Nelson MandelaLong Walk to Freedom, 1994

Hatred doesn't arrive pre-installed in us—it's something we absorb, usually without noticing. Kids don't wake up prejudiced; they pick it up from casual comments at dinner, from who their parents cross the street to avoid, from which neighborhoods are described as "nice" or "rough." This is actually hopeful, though it doesn't feel that way at first, because it means the bias we carry isn't some unchangeable core. It's learned material that can be unlearned.

The counterintuitive part is that Mandela isn't just saying love is nice or noble. He's arguing it's actually the easier default—that left to our own devices, humans naturally move toward curiosity, connection, and generosity rather than suspicion and fear. Hatred requires maintenance. It demands that you keep reinforcing the story about why someone is dangerous or wrong. Love, by contrast, feels lighter because it requires less mental labor once you let it in.
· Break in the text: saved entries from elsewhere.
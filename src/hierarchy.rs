//! Structure hierarchy bookkeeping.
//!
//! The hierarchy is a chain of levels: level 0 holds the field haloes,
//! each deeper level the substructures found inside groups of the level
//! above. Levels reference groups through [`GroupHandle`]s - indices into
//! a single arena table mapping handle to *current* group id - so a
//! renumbering of the label array is one table rewrite and every level
//! sees it at once, without walking the chain.

use serde::{Deserialize, Serialize};

/// Arena index of one group. Stable across renumbering and pruning.
pub type GroupHandle = usize;

/// Structure type codes, compatible with the usual halo-catalog
/// convention: field haloes are 10, substructure at depth `d` is
/// `10 + 10 d`, a halo core found at depth `d` is `10 + 10 (d - 1) + 5`.
const HALO_STYPE: i32 = 10;
const HALO_CORE_STYPE: i32 = 5;

/// Tag describing what kind of structure a group is.
#[derive(Clone, Copy, Debug, PartialEq, Eq, Serialize, Deserialize)]
pub enum StructureType {
  /// Field (top-level) halo.
  Halo,
  /// Substructure at the given depth (1 = directly inside a halo).
  Subhalo { depth: u32 },
  /// One of several coeval dense cores of a merging halo at `depth - 1`.
  HaloCore { depth: u32 },
}

impl StructureType {
  /// Numeric catalog code.
  pub fn code(&self) -> i32 {
    match *self {
      StructureType::Halo => HALO_STYPE,
      StructureType::Subhalo { depth } => HALO_STYPE + 10 * depth as i32,
      StructureType::HaloCore { depth } => {
        HALO_STYPE + 10 * (depth.saturating_sub(1)) as i32 + HALO_CORE_STYPE
      }
    }
  }

  /// Inverse of [`code`](Self::code).
  pub fn from_code(code: i32) -> Self {
    if code == HALO_STYPE {
      StructureType::Halo
    } else if (code - HALO_STYPE) % 10 == HALO_CORE_STYPE {
      StructureType::HaloCore {
        depth: ((code - HALO_STYPE - HALO_CORE_STYPE) / 10 + 1) as u32,
      }
    } else {
      StructureType::Subhalo {
        depth: ((code - HALO_STYPE) / 10) as u32,
      }
    }
  }
}

/// One group's slot in a level.
#[derive(Clone, Debug)]
pub struct LevelEntry {
  /// Arena handle; resolve with
  /// [`StructureHierarchy::gid_of`].
  pub handle: GroupHandle,
  /// Stable `id` of the group's head particle.
  pub head_id: i64,
  /// Direct parent group, `None` for field structures.
  pub parent: Option<GroupHandle>,
  /// Root of the ancestry chain, `None` for field structures.
  pub uber: Option<GroupHandle>,
  /// Structure type tag.
  pub stype: StructureType,
}

/// One level of the chain.
#[derive(Clone, Debug, Default)]
pub struct StructureLevel {
  /// Depth below the field level (0 = field haloes).
  pub depth: usize,
  pub entries: Vec<LevelEntry>,
}

/// The level chain plus the handle arena.
#[derive(Clone, Debug, Default)]
pub struct StructureHierarchy {
  gids: Vec<usize>,
  levels: Vec<StructureLevel>,
}

/// Flattened hierarchy arrays, indexed by group id (entry 0 unused).
#[derive(Clone, Debug, PartialEq, Serialize, Deserialize)]
pub struct HierarchyArrays {
  /// Number of substructures at any depth below each group.
  pub nsub: Vec<usize>,
  /// Direct parent group id, 0 for field structures.
  pub parentgid: Vec<usize>,
  /// Root (uber-parent) group id, 0 for field structures.
  pub uparentgid: Vec<usize>,
  /// Structure type code per group.
  pub stype: Vec<i32>,
  /// Head particle id per group, -1 where unset.
  pub head_id: Vec<i64>,
}

impl StructureHierarchy {
  pub fn new() -> Self {
    Self::default()
  }

  /// Number of levels.
  pub fn depth(&self) -> usize {
    self.levels.len()
  }

  pub fn levels(&self) -> &[StructureLevel] {
    &self.levels
  }

  /// Current group id of a handle (0 once the group is gone).
  pub fn gid_of(&self, handle: GroupHandle) -> usize {
    self.gids[handle]
  }

  /// Allocate a handle for a group currently labelled `gid`.
  pub fn alloc_handle(&mut self, gid: usize) -> GroupHandle {
    self.gids.push(gid);
    self.gids.len() - 1
  }

  /// Create level 0 with one halo entry per group id `1..=ngroups`.
  /// `head_ids[g]` is the head particle id of group `g`. Returns the
  /// handles, indexed by gid (entry 0 unused).
  pub fn seed_field_level(&mut self, head_ids: &[i64]) -> Vec<GroupHandle> {
    debug_assert!(self.levels.is_empty(), "field level seeded twice");
    let ngroups = head_ids.len().saturating_sub(1);
    let mut handles = vec![usize::MAX; ngroups + 1];
    let mut entries = Vec::with_capacity(ngroups);
    for gid in 1..=ngroups {
      let handle = self.alloc_handle(gid);
      handles[gid] = handle;
      entries.push(LevelEntry {
        handle,
        head_id: head_ids[gid],
        parent: None,
        uber: None,
        stype: StructureType::Halo,
      });
    }
    self.levels.push(StructureLevel { depth: 0, entries });
    handles
  }

  /// Append one level of substructures.
  pub fn append_level(&mut self, depth: usize, entries: Vec<LevelEntry>) {
    debug_assert_eq!(depth, self.levels.len(), "levels must be appended in order");
    self.levels.push(StructureLevel { depth, entries });
  }

  /// Apply a group renumbering: `map[old_gid] = new_gid` (0 drops the
  /// group). Every level sees the rename through the arena.
  pub fn renumber(&mut self, map: &[usize]) {
    for gid in self.gids.iter_mut() {
      *gid = map.get(*gid).copied().unwrap_or(0);
    }
  }

  /// Mutable access to the entry of `handle` at `depth`, if present.
  pub fn entry_mut(&mut self, depth: usize, handle: GroupHandle) -> Option<&mut LevelEntry> {
    self
      .levels
      .get_mut(depth)?
      .entries
      .iter_mut()
      .find(|e| e.handle == handle)
  }

  /// Remove entries whose group has dissolved (gid 0), compacting each
  /// level leftwards in order.
  pub fn prune_dead(&mut self) {
    let gids = &self.gids;
    for level in self.levels.iter_mut() {
      level.entries.retain(|e| gids[e.handle] != 0);
    }
  }

  /// Flatten to per-group arrays, accumulating substructure counts from
  /// the deepest level upwards.
  pub fn flatten(&self, ngroups: usize) -> HierarchyArrays {
    let mut out = HierarchyArrays {
      nsub: vec![0; ngroups + 1],
      parentgid: vec![0; ngroups + 1],
      uparentgid: vec![0; ngroups + 1],
      stype: vec![0; ngroups + 1],
      head_id: vec![-1; ngroups + 1],
    };
    for level in self.levels.iter().rev() {
      for entry in &level.entries {
        let gid = self.gids[entry.handle];
        if gid == 0 || gid > ngroups {
          continue;
        }
        out.stype[gid] = entry.stype.code();
        out.head_id[gid] = entry.head_id;
        if let Some(parent) = entry.parent {
          let pgid = self.gids[parent];
          if pgid != 0 {
            out.parentgid[gid] = pgid;
            out.nsub[pgid] += 1 + out.nsub[gid];
          }
        }
        if let Some(uber) = entry.uber {
          out.uparentgid[gid] = self.gids[uber];
        }
      }
    }
    out
  }
}

#[cfg(test)]
#[path = "hierarchy_test.rs"]
mod hierarchy_test;
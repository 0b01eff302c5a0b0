//! Field-halo search over the full particle set.
//!
//! A 3D FOF at the halo linking length finds the field haloes. If the 6D
//! background mode is on, the velocity scale of the largest 3D halo sets
//! a velocity linking length and each 3D halo is re-searched with a 6D
//! FOF, which splits spurious bridges between dynamically distinct
//! objects. The surviving groups seed level 0 of the hierarchy.

use glam::DVec3;
use rayon::prelude::*;
use tracing::{debug, info, info_span};

use crate::config::{FofBgType, SearchConfig};
use crate::domain;
use crate::error::Result;
use crate::fof::{fof, fof_criterion, FofPredicate, LinkFilter, LinkParams};
use crate::groups::{self, UNGROUPED};
use crate::hierarchy::StructureHierarchy;
use crate::kdtree::KdTree;
use crate::particle::{periodic_delta, Particle};

/// Group size above which the periodic adjustment loops in parallel.
const PAR_PERIOD_MIN: usize = 100_000;

/// Result of the field search.
pub struct FullSearchOutcome {
  pub pfof: Vec<usize>,
  pub ngroups: usize,
}

/// Search the full particle set for field haloes and seed the hierarchy's
/// field level. With `period > 0` the particles of each group are also
/// shifted to the group representative's image, so every later phase can
/// treat coordinates as non-periodic.
pub fn search_full_set(
  cfg: &SearchConfig,
  parts: &mut [Particle],
  hierarchy: &mut StructureHierarchy,
) -> Result<FullSearchOutcome> {
  let n = parts.len();
  let _span = info_span!("search_full_set", n).entered();
  let ell = cfg.halo_link_length();
  info!(ell, minsize = cfg.halo_min_size, "3D FOF over full set");

  let (mut pfof, mut ngroups) = if cfg.num_workers > 1 {
    let out = domain::distributed_fof(cfg, parts)?;
    (out.pfof, out.ngroups)
  } else {
    let tree = KdTree::build(parts, cfg.bucket_size, cfg.period);
    let out = fof(&tree, ell, cfg.halo_min_size, true);
    (out.pfof, out.ngroups)
  };
  debug!(ngroups, "3D FOF done");

  if cfg.fofbgtype == FofBgType::Fof6d && ngroups > 0 {
    ngroups = refine_6d(cfg, parts, &mut pfof, ngroups);
    debug!(ngroups, "6D refinement done");
  }

  // Seed the field level: one halo entry per group, head = first member.
  let mut head_ids = vec![-1i64; ngroups + 1];
  for (i, &g) in pfof.iter().enumerate() {
    if g != UNGROUPED && head_ids[g] == -1 {
      head_ids[g] = parts[i].id;
    }
  }
  hierarchy.seed_field_level(&head_ids);

  if cfg.period > 0.0 && ngroups > 0 {
    adjust_for_period(cfg.period, parts, &pfof, ngroups);
  }
  Ok(FullSearchOutcome { pfof, ngroups })
}

/// Re-search each 3D group with a 6D FOF whose velocity scale comes from
/// the largest halo's velocity variance (inflated by 1.25^2 so outlying
/// streams of the halo still link).
fn refine_6d(cfg: &SearchConfig, parts: &[Particle], pfof: &mut Vec<usize>, ngroups: usize) -> usize {
  let pglist = groups::build_pglist(pfof, ngroups);

  // Velocity scale from the largest group (id 1 after size ordering).
  let mut mtot = 0.0;
  let mut vmean = DVec3::ZERO;
  for &i in &pglist[1] {
    mtot += parts[i].mass;
    vmean += parts[i].velocity * parts[i].mass;
  }
  if mtot <= 0.0 {
    return ngroups;
  }
  vmean /= mtot;
  let mut vscale2 = 0.0;
  for &i in &pglist[1] {
    vscale2 += (parts[i].velocity - vmean).length_squared() * parts[i].mass;
  }
  vscale2 /= mtot;
  vscale2 *= 1.25 * 1.25;
  if vscale2 <= 0.0 {
    return ngroups;
  }

  let ell = cfg.halo_link_length();
  let params = LinkParams {
    rx2: ell * ell,
    rv2: vscale2,
    vratio: f64::INFINITY,
    cos_theta: -1.0,
    ell_threshold: f64::NEG_INFINITY,
    period: cfg.period,
  };
  info!(
    ellvel = vscale2.sqrt(),
    ngroups, "6D FOF within 3D groups"
  );

  // Each 3D group is refined independently; the per-group searches run
  // in parallel, the splice is sequential in group order so the id
  // layout is deterministic.
  let refined: Vec<(usize, Vec<usize>, usize)> = (1..=ngroups)
    .into_par_iter()
    .map(|g| {
      let members = &pglist[g];
      let subparts: Vec<Particle> = members.iter().map(|&i| parts[i]).collect();
      let tree = KdTree::build(&subparts, cfg.bucket_size, cfg.period);
      let out = fof_criterion(
        &tree,
        FofPredicate::Phase6d,
        &params,
        &[],
        cfg.halo_min_size,
        true,
        LinkFilter::None,
      );
      (g, out.pfof, out.ngroups)
    })
    .collect();

  pfof.iter_mut().for_each(|g| *g = UNGROUPED);
  let mut offset = 0usize;
  for (g, sub, ng) in refined {
    for (j, &sp) in sub.iter().enumerate() {
      if sp != UNGROUPED {
        pfof[pglist[g][j]] = offset + sp;
      }
    }
    offset += ng;
  }
  let ids: Vec<i64> = parts.iter().map(|p| p.id).collect();
  groups::reorder_by_size(pfof, offset, &ids).0
}

/// Shift each group member to the image nearest the group's
/// representative (its first member), so that in-group distances never
/// exceed half the period. Required before any centroid or profile is
/// computed downstream.
pub fn adjust_for_period(period: f64, parts: &mut [Particle], pfof: &[usize], ngroups: usize) {
  let pglist = groups::build_pglist(pfof, ngroups);
  let reps: Vec<DVec3> = pglist
    .iter()
    .map(|members| {
      members
        .first()
        .map(|&i| parts[i].position)
        .unwrap_or(DVec3::ZERO)
    })
    .collect();

  let shift = |p: &mut Particle, rep: DVec3| {
    p.position = rep - periodic_delta(rep, p.position, period);
  };

  // Keyed by particle: every particle belongs to at most one group, so
  // the parallel sweep is write-disjoint.
  if parts.len() > PAR_PERIOD_MIN {
    parts.par_iter_mut().enumerate().for_each(|(i, p)| {
      let g = pfof[i];
      if g != UNGROUPED {
        shift(p, reps[g]);
      }
    });
  } else {
    for (i, p) in parts.iter_mut().enumerate() {
      let g = pfof[i];
      if g != UNGROUPED {
        shift(p, reps[g]);
      }
    }
  }
}

#[cfg(test)]
#[path = "full_test.rs"]
mod full_test;
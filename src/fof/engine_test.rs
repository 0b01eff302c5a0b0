use glam::DVec3;

use super::*;
use crate::particle::Particle;

/// Two clumps of 4 particles each, 10 length units apart.
fn two_clumps() -> Vec<Particle> {
  let mut parts = Vec::new();
  let offsets = [
    DVec3::ZERO,
    DVec3::new(0.1, 0.0, 0.0),
    DVec3::new(0.0, 0.1, 0.0),
    DVec3::new(0.0, 0.0, 0.1),
  ];
  for (c, center) in [DVec3::ZERO, DVec3::new(10.0, 0.0, 0.0)].iter().enumerate() {
    for (i, off) in offsets.iter().enumerate() {
      parts.push(Particle::dark((c * 4 + i) as i64, *center + *off, DVec3::ZERO, 1.0));
    }
  }
  parts
}

#[test]
fn test_fof_finds_two_components() {
  let parts = two_clumps();
  let tree = KdTree::build(&parts, 2, 0.0);
  let out = fof(&tree, 0.2, 2, true);
  assert_eq!(out.ngroups, 2);
  // both groups fully linked
  assert_eq!(out.pfof[0], out.pfof[1]);
  assert_eq!(out.pfof[0], out.pfof[3]);
  assert_eq!(out.pfof[4], out.pfof[7]);
  assert_ne!(out.pfof[0], out.pfof[4]);
  // ids contiguous from 1
  assert!(out.pfof.iter().all(|&g| g >= 1 && g <= 2));
}

#[test]
fn test_fof_min_size_dissolves() {
  let parts = two_clumps();
  let tree = KdTree::build(&parts, 2, 0.0);
  let out = fof(&tree, 0.2, 5, true);
  assert_eq!(out.ngroups, 0);
  assert!(out.pfof.iter().all(|&g| g == 0));
}

#[test]
fn test_fof_nonpositive_link_length_is_no_groups() {
  let parts = two_clumps();
  let tree = KdTree::build(&parts, 2, 0.0);
  let out = fof(&tree, -1.0, 2, true);
  assert_eq!(out.ngroups, 0);
}

#[test]
fn test_fof_size_ordering() {
  // one clump of 4 and one of 3: the larger must get id 1
  let mut parts = two_clumps();
  parts.remove(7);
  let tree = KdTree::build(&parts, 2, 0.0);
  let out = fof(&tree, 0.2, 2, true);
  assert_eq!(out.ngroups, 2);
  assert_eq!(out.pfof[0], 1);
  assert_eq!(out.pfof[4], 2);
}

#[test]
fn test_fof_periodic_joins_across_boundary() {
  let mut parts = Vec::new();
  for i in 0..5 {
    parts.push(Particle::dark(i, DVec3::new(0.02 * i as f64, 0.5, 0.5), DVec3::ZERO, 1.0));
  }
  for i in 0..5 {
    parts.push(Particle::dark(
      5 + i,
      DVec3::new(1.0 - 0.02 - 0.02 * i as f64, 0.5, 0.5),
      DVec3::ZERO,
      1.0,
    ));
  }
  let periodic = KdTree::build(&parts, 2, 1.0);
  let out = fof(&periodic, 0.05, 2, true);
  assert_eq!(out.ngroups, 1, "wrap-around cluster must be one group");

  let open = KdTree::build(&parts, 2, 0.0);
  let out = fof(&open, 0.05, 2, true);
  assert_eq!(out.ngroups, 2, "without wrapping the cluster splits");
}

#[test]
fn test_fof_criterion_filter_excludes_tagged() {
  let parts = two_clumps();
  let tree = KdTree::build(&parts, 2, 0.0);
  // pretend the first clump is already tagged
  let taken: Vec<usize> = (0..8).map(|i| if i < 4 { 7 } else { 0 }).collect();
  let params = LinkParams::spatial(0.2, 0.0);
  let out = fof_criterion(
    &tree,
    FofPredicate::Spatial,
    &params,
    &[],
    2,
    true,
    LinkFilter::Untagged { labels: &taken },
  );
  assert_eq!(out.ngroups, 1);
  assert!(out.pfof[..4].iter().all(|&g| g == 0));
  assert!(out.pfof[4..].iter().all(|&g| g == 1));
}

#[test]
fn test_fof_nn_criterion_matches_plain_on_clumps() {
  let parts = two_clumps();
  let tree = KdTree::build(&parts, 2, 0.0);
  let params = LinkParams::spatial(0.2, 0.0);
  let out = fof_nn_criterion(
    &tree,
    FofPredicate::Spatial,
    &params,
    &[],
    3,
    2,
    true,
    LinkFilter::None,
  );
  assert_eq!(out.ngroups, 2);
}

#[test]
fn test_search_criterion_smaller_label_wins() {
  let parts = two_clumps();
  let tree = KdTree::build(&parts, 2, 0.0);
  let params = LinkParams::spatial(0.2, 0.0);
  let mut marks = vec![0i64; parts.len()];
  marks[1] = 5; // already claimed by a later group
  marks[2] = 1; // already claimed by an earlier group
  marks[3] = -1; // blocked
  search_criterion(&tree, FofPredicate::Spatial, &params, &[], 0, 2, &mut marks);
  assert_eq!(marks[1], 2, "larger mark overwritten");
  assert_eq!(marks[2], 1, "smaller mark kept");
  assert_eq!(marks[3], -1, "blocked mark untouched");
  assert_eq!(marks[0], 0, "reference itself is not marked");
}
This matters in moments when you catch yourself dismissing someone based on a category rather than knowing them as a person. It's not that you're inherently flawed—you're just running on some learned programming. And if it was learned, you can actually rewrite it. That's not naive optimism. It's recognizing that the harder road was getting to hatred in the first place.

AI generated

Comments

Sign in to leave a comment or reply to one.

Sign in

Nelson Mandela

Nelson Mandela was a South African anti-apartheid revolutionary and political leader who served as the country's first black president from 1994 to 1999. He is known for his role in ending apartheid and his unwavering dedication to equality, justice, and human rights. Mandela was awarded the Nobel Peace Prize in 1993 for his efforts in dismantling institutionalized racism and fostering reconciliation in South Africa.